---
name: spice-sim
description: Adds an ngspice-backed simulation testbench to a Zener `.zen` design. Use when the user asks to simulate a circuit, validate behavior in SPICE, or wire a `spice_model=SpiceModel(...)` into a leaf component. Covers `pcb sim`, `Simulation` property, and ngspice `.control` blocks with `tran`/`PULSE`/`PWL` sources and SVG `hardcopy` output.
---

# Spice Simulation

Add a small ngspice-backed testbench to a `.zen` design.

## Workflow

1. Confirm the target is simulation-capable by running a dummy sim. `pcb sim <path/to/file.zen> --setup "* empty setup check"`

2. If the SPICE model is missing, add it.
Find a vendor model, download it, or create a simple behavioral model if needed. Wire it through the leaf component with `spice_model=SpiceModel(...)` before writing the testbench.

3. Create a focused testbench file.
Use a generic package-local path such as `<package>/testbench/test_<scenario>.zen`.

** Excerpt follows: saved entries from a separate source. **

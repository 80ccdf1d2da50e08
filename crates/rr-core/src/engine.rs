//! The results pipeline.
//!
//! [`compute`] runs every stage in order over an immutable snapshot of one
//! race: validate configuration, ingest, validate bibs, recover missing data,
//! resolve times, rank and allocate prizes. Identical inputs produce
//! identical output.

use serde::Serialize;

use crate::entry::Entries;
use crate::error::EngineError;
use crate::ingest::{FeedSource, RawResults, TimingFeed, ingest, validate_bibs};
use crate::prizes::{PrizeList, allocate_prizes};
use crate::race::Race;
use crate::ranking::{LegResult, OverallResult, leg_standings, rank};
use crate::recovery::{guess_bibs, interpolate_times};
use crate::resolution::resolve_times;

/// The timing feeds of one race.
#[derive(Debug, Clone, Copy)]
pub struct TimingFeeds<'a> {
    pub primary: TimingFeed<'a>,
    /// Lower-confidence backup records, appended after the primary feed.
    pub secondary: Option<TimingFeed<'a>>,
}

/// Everything computed for one race.
#[derive(Debug, Clone, PartialEq, Eq, Serialize)]
pub struct RaceResults {
    pub race: String,
    pub segments: usize,
    pub overall: Vec<OverallResult>,
    pub prizes: Vec<PrizeList>,
    /// Recovery and consistency notes for the organisers to review.
    pub notes: Vec<String>,
}

impl RaceResults {
    /// Standings for one 0-based segment.
    pub fn leg_standings(&self, segment: usize) -> Vec<LegResult> {
        leg_standings(&self.overall, segment)
    }
}

/// Notes for every record that recovery touched or the feed commented on.
fn record_notes(raw: &RawResults) -> Vec<String> {
    raw.records
        .iter()
        .filter(|record| !record.annotations.is_empty())
        .map(|record| {
            let bib = record
                .bib
                .map_or_else(|| "?".to_string(), |bib| bib.to_string());
            let time = record
                .finish
                .map_or_else(|| "?".to_string(), |time| time.to_string());
            let source = match record.source {
                FeedSource::Primary => "",
                FeedSource::Secondary => " (secondary)",
            };
            format!(
                "{} line {}{source}: bib {bib} {time}: {}",
                raw.feed_name(record.source),
                record.line,
                record.annotations.join("; ")
            )
        })
        .collect()
}

/// Entries that no prize category includes.
fn category_warnings(race: &Race, entries: &Entries) -> Vec<String> {
    entries
        .iter()
        .filter(|entry| {
            race.categories
                .entry_category(entry.category.as_str())
                .is_some_and(|category| !race.categories.has_prize_for(category))
        })
        .map(|entry| {
            format!(
                "bib {} ({}): category {} is not eligible for any prize",
                entry.bib, entry.name, entry.category
            )
        })
        .collect()
}

/// Computes results, standings and prizes for one race.
pub fn compute(
    race: &Race,
    entries: &Entries,
    feeds: TimingFeeds<'_>,
) -> Result<RaceResults, EngineError> {
    race.validate()?;
    race.validate_bibs(entries)?;
    let segments = race.segments();

    let raw = ingest(feeds.primary, feeds.secondary)?;
    validate_bibs(&raw, entries, segments)?;
    tracing::debug!(
        race = %race.name,
        records = raw.records.len(),
        unknown_bibs = raw.unknown_bibs(),
        "ingested timing feeds"
    );

    let raw = guess_bibs(interpolate_times(raw), entries, segments);
    let mut notes = record_notes(&raw);

    let resolution = resolve_times(race, entries, &raw);
    notes.extend(resolution.notes);

    let overall = rank(race, entries, resolution.participants);
    let (overall, prizes) = allocate_prizes(overall, &race.categories);

    notes.extend(category_warnings(race, entries));

    tracing::info!(
        race = %race.name,
        results = overall.len(),
        notes = notes.len(),
        "computed race results"
    );

    Ok(RaceResults {
        race: race.name.clone(),
        segments,
        overall,
        prizes,
        notes,
    })
}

4. Keep the structure simple:
- top docstring
- imports
- nets/interfaces
- module-under-test instantiation
- minimal external load or pull-ups
- one `Simulation(...)` block

5. Put sources and analysis inside `Simulation.setup`.
Use raw ngspice for:
- `DC`
- `PULSE(...)`
- `PWL(...)`
- `.control`
- `tran`
- `hardcopy`

6. Write the plot to `testbench/output/<scenario>.svg`.

## Simulation In Zener

`Simulation` is a Zener property loaded from `@stdlib/properties.zen` and attached as a normal top-level object:

```python
load("@stdlib/properties.zen", "Simulation")

Simulation(
    name="SIM",
    setup="""
* raw ngspice goes here
.control
  tran 10u 10m
.endc
""",
)
```

The `setup` string is passed through as ngspice input. Put voltage sources, waveform definitions, analysis commands, and plot/export commands there.

## Pattern

```python
"""<Part> <scenario> simulation test."""

load("@stdlib/properties.zen", "Simulation")

Target = Module("../Target.zen")
Resistor = Module("@stdlib/generics/Resistor.zen")

VIN = Power(voltage="12V")
VOUT = Power()
GND = Ground()

Target(
    name="UUT",
    VIN=VIN,
    VOUT=VOUT,
    GND=GND,
)

Resistor(
    name="R_LOAD",
    value="10ohm",
    package="0603",
    P1=VOUT,
    P2=GND,
)

Simulation(
    name="SIM",
    setup="""
* <Part> <scenario>

V_IN VIN GND DC 12

.control
  tran 10u 10m

  set hcopydevtype = svg
  hardcopy output/<scenario>.svg v(VIN) v(VOUT) title "<Part> <scenario>" xlabel "Time" ylabel "Voltage"
.endc

""",
)
```

## Component Pattern

If the leaf component does not already expose a SPICE model, add one like this:

```python
VIN = io(Power())
VOUT = io(Power())
GND = io(Ground())

Component(
    name="MyPart",
    symbol=Symbol(library="MyPart.kicad_sym"),
    pins={"VIN": VIN, "VOUT": VOUT, "GND": GND},
    spice_model=SpiceModel(
        "MyPart.lib",
        "MyPart_SUBCKT",
        nets=[VIN, VOUT, GND],
        args={},
    ),
)
```

## Example Shapes

Load switch enable test:
```spice
V_IN VIN GND DC 5.3
V_ON ON GND PULSE(0 0.9V 1ms 10us 10us 3ms 5ms)
```

Protection threshold sweep:
```spice
V_IN VIN GND PWL(0 12 5m 12 5.1m 22 10m 22 10.1m 12 15m 12 15.1m 2 20m 2)
```

## Notes

- Prefer one behavior per file: startup, enable/disable, OVLO/UVLO, current limit.
- Keep passives in Zener and keep sources in `setup`.
- Plot only the signals that prove the behavior.
- If a SPICE model is missing, obtain or create it first, then add the testbench.